*** DATASET RECORDS Section Begins ***

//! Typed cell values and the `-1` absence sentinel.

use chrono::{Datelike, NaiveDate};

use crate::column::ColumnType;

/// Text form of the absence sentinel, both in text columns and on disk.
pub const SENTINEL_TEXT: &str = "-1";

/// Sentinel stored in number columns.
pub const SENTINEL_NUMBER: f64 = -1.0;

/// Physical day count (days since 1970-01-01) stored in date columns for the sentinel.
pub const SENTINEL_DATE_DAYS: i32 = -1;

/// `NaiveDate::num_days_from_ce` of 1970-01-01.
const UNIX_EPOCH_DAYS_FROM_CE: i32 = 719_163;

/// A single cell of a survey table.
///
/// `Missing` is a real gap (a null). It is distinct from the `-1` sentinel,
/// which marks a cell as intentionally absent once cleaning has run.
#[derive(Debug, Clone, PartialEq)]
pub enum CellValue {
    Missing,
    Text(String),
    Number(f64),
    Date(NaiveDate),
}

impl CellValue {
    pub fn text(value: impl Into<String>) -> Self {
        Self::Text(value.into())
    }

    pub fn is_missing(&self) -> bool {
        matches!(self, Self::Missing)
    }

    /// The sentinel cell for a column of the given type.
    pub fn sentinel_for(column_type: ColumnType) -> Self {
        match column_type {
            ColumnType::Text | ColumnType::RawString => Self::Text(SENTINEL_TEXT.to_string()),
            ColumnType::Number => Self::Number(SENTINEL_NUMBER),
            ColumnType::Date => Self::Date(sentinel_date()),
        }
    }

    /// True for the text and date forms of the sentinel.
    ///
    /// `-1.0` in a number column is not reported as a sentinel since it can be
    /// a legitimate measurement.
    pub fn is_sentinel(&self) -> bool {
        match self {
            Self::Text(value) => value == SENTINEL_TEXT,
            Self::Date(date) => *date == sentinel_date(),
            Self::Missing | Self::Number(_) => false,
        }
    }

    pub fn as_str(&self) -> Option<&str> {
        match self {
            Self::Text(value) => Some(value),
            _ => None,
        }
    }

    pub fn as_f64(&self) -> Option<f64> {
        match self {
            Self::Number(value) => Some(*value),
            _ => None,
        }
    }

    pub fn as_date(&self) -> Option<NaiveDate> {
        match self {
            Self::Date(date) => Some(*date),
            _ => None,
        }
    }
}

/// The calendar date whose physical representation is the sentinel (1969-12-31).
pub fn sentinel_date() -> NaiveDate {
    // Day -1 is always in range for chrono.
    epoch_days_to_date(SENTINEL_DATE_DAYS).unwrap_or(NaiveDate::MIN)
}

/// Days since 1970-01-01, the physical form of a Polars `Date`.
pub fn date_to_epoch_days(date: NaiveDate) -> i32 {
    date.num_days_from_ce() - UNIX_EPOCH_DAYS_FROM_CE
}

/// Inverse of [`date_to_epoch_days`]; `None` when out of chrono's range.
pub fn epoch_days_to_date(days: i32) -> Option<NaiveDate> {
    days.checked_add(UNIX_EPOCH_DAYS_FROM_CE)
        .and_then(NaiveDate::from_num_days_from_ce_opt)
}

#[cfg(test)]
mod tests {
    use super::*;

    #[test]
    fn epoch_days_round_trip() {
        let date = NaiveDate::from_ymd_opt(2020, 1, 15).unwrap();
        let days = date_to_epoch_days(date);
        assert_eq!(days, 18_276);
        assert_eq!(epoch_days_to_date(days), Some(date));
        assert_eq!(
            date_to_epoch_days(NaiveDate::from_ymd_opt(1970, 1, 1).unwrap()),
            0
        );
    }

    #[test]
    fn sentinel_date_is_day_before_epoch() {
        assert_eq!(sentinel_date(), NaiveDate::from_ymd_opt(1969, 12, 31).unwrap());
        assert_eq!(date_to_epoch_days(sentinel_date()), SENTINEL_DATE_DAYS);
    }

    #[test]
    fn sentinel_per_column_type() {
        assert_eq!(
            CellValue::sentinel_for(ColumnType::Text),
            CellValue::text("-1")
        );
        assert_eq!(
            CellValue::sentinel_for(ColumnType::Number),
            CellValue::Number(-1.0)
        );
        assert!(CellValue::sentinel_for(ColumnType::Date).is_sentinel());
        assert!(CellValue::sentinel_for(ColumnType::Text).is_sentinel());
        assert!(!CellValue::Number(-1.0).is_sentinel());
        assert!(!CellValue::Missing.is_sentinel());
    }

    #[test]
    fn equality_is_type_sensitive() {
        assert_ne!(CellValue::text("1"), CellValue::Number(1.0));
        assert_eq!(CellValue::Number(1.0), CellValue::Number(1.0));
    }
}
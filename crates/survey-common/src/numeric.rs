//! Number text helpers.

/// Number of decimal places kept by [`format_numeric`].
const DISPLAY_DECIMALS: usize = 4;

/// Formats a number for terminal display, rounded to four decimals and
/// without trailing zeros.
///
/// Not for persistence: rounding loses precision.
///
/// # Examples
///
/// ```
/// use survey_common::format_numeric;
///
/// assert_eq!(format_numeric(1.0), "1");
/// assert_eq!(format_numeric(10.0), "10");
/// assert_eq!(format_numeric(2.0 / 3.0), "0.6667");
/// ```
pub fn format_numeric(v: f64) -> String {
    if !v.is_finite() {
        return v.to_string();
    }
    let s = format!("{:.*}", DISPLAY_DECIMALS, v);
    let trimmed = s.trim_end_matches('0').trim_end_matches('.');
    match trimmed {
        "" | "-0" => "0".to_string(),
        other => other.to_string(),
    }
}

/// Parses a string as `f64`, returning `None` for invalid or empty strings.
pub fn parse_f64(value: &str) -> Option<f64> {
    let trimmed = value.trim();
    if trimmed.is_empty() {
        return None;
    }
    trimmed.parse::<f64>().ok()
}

*** DATASET RECORDS Section Ends ***

### GOAL OF THE EXERCISE
Collect each line of the entries that has the word "since", copying it in full.

### YOUR RESPONSE
/// Physical day count (days since 1970-01-01) stored in date columns for the sentinel.
    /// `-1.0` in a number column is not reported as a sentinel since it can be
/// Days since 1970-01-01, the physical form of a Polars `Date`.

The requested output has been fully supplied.